In the records below, find the line with "path if set." and the line with "if let Some(parent)"; return exactly those lines and every line between them.

____

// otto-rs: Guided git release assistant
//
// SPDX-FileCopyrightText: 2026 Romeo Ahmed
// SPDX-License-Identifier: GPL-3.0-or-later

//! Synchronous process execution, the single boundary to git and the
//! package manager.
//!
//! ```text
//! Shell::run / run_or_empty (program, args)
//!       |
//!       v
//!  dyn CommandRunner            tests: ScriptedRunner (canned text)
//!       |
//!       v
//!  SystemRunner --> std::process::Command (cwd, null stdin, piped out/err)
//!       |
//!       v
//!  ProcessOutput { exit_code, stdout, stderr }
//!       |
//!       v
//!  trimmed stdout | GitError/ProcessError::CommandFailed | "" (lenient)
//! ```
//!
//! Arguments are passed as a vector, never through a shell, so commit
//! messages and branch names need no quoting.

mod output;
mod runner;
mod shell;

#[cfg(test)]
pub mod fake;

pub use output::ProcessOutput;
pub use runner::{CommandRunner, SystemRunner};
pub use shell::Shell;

____

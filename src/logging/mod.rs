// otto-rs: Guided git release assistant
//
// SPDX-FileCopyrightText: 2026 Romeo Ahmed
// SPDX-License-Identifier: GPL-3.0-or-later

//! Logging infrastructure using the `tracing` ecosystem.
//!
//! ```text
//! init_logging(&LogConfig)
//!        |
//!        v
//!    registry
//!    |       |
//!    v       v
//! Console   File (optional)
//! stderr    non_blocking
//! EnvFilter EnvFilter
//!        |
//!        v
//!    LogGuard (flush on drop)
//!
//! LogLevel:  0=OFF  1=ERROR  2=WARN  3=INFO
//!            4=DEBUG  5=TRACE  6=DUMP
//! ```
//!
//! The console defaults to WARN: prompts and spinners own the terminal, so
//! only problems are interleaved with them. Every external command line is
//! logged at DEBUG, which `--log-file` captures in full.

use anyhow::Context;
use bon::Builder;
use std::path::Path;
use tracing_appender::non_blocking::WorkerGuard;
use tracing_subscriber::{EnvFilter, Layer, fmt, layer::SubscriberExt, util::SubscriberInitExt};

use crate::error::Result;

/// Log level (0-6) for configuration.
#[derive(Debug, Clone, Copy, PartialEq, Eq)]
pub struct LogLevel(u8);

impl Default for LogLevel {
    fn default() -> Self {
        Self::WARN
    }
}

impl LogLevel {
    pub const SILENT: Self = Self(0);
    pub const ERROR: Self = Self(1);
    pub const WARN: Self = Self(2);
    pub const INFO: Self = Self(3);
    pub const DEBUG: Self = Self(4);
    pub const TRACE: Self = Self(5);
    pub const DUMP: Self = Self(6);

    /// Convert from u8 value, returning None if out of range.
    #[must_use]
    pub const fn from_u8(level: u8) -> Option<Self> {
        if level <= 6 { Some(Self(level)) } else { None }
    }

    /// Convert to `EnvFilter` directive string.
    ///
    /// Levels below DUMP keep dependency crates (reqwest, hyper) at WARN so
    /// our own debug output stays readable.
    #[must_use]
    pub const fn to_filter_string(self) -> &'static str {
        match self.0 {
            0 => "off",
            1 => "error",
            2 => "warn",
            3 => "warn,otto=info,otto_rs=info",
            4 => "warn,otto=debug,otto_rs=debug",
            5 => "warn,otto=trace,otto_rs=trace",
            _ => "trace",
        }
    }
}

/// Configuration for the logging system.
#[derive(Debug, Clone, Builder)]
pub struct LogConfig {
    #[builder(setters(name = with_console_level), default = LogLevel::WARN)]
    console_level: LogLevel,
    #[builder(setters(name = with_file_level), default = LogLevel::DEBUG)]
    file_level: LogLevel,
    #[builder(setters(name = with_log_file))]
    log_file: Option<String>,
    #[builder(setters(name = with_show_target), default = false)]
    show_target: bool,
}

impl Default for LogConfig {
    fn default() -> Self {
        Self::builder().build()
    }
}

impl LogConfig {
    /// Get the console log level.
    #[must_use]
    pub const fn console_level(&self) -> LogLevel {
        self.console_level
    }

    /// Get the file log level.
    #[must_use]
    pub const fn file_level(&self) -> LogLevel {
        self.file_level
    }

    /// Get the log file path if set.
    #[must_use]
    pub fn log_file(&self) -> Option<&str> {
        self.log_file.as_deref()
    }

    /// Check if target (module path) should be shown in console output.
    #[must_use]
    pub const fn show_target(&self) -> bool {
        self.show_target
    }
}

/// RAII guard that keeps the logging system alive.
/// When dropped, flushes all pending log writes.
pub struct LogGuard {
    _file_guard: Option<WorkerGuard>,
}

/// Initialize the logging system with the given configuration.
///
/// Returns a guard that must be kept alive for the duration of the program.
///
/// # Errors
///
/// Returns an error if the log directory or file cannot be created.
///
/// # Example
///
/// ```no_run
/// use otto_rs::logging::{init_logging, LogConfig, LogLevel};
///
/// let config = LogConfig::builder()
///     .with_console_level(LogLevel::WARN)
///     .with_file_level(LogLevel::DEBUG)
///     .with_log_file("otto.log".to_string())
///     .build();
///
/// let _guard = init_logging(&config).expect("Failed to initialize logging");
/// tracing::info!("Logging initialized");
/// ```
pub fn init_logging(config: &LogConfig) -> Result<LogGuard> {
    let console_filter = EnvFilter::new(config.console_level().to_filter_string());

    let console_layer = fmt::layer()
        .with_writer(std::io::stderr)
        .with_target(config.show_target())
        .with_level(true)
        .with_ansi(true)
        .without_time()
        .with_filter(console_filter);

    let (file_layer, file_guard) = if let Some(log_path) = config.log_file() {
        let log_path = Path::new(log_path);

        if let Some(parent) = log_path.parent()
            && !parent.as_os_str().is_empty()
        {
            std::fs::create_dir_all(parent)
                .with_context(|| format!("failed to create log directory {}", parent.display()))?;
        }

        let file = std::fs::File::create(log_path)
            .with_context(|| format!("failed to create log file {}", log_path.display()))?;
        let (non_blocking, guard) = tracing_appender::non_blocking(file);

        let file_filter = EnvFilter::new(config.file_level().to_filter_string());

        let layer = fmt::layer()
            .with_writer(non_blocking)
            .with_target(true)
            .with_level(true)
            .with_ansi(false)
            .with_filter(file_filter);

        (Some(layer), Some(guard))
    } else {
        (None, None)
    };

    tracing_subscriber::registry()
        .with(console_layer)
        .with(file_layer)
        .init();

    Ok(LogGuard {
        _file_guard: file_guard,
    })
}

____

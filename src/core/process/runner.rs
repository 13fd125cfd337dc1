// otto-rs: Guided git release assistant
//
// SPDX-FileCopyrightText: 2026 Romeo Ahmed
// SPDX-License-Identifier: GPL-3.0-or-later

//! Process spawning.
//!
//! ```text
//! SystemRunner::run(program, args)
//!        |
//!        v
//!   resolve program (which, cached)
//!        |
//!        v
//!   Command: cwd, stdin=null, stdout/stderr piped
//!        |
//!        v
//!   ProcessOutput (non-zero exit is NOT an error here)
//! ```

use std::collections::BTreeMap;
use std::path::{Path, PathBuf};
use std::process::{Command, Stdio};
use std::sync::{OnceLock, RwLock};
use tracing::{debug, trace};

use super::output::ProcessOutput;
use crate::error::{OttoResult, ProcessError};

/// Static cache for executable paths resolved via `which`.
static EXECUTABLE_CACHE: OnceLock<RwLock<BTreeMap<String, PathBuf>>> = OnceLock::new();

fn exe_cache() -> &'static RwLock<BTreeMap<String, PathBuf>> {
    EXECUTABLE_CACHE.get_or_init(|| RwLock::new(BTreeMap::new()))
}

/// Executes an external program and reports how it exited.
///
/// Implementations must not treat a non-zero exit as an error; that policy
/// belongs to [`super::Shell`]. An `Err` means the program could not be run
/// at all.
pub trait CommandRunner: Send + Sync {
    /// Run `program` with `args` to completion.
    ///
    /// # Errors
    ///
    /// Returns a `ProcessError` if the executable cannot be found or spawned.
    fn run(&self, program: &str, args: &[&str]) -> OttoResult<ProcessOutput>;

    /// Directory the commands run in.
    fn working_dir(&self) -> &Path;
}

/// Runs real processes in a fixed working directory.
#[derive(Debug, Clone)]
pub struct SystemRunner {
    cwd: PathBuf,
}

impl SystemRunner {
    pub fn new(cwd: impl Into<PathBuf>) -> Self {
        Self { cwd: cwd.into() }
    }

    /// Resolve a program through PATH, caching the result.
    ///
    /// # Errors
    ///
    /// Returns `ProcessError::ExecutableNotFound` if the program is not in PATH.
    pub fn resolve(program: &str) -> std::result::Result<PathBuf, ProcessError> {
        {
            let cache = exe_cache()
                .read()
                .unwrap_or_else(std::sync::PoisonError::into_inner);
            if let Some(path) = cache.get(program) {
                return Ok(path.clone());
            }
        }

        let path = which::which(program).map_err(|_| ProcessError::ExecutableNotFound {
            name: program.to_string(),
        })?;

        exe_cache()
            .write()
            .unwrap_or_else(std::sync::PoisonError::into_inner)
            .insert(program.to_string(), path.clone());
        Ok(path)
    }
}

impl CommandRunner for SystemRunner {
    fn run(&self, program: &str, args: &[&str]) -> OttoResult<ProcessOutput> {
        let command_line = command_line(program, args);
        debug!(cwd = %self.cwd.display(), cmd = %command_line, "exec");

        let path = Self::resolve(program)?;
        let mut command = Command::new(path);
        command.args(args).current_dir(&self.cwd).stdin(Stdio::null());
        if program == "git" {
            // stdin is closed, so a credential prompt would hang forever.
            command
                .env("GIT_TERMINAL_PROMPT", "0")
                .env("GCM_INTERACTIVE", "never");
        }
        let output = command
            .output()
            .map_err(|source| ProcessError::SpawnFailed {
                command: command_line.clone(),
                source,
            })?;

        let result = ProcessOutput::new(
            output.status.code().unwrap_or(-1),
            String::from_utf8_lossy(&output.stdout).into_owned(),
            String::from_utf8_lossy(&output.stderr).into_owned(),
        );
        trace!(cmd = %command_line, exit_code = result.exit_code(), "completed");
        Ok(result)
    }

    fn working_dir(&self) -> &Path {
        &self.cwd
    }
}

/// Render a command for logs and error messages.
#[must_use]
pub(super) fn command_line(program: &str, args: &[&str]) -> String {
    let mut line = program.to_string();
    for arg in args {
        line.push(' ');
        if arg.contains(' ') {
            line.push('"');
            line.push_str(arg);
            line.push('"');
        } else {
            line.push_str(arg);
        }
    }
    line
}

____

--- WRITTEN ANSWER ---
    /// Get the log file path if set.
    #[must_use]
    pub fn log_file(&self) -> Option<&str> {
        self.log_file.as_deref()
    }

    /// Check if target (module path) should be shown in console output.
    #[must_use]
    pub const fn show_target(&self) -> bool {
        self.show_target
    }
}

/// RAII guard that keeps the logging system alive.
/// When dropped, flushes all pending log writes.
pub struct LogGuard {
    _file_guard: Option<WorkerGuard>,
}

/// Initialize the logging system with the given configuration.
///
/// Returns a guard that must be kept alive for the duration of the program.
///
/// # Errors
///
/// Returns an error if the log directory or file cannot be created.
///
/// # Example
///
/// ```no_run
/// use otto_rs::logging::{init_logging, LogConfig, LogLevel};
///
/// let config = LogConfig::builder()
///     .with_console_level(LogLevel::WARN)
///     .with_file_level(LogLevel::DEBUG)
///     .with_log_file("otto.log".to_string())
///     .build();
///
/// let _guard = init_logging(&config).expect("Failed to initialize logging");
/// tracing::info!("Logging initialized");
/// ```
pub fn init_logging(config: &LogConfig) -> Result<LogGuard> {
    let console_filter = EnvFilter::new(config.console_level().to_filter_string());

    let console_layer = fmt::layer()
        .with_writer(std::io::stderr)
        .with_target(config.show_target())
        .with_level(true)
        .with_ansi(true)
        .without_time()
        .with_filter(console_filter);

    let (file_layer, file_guard) = if let Some(log_path) = config.log_file() {
        let log_path = Path::new(log_path);

        if let Some(parent) = log_path.parent()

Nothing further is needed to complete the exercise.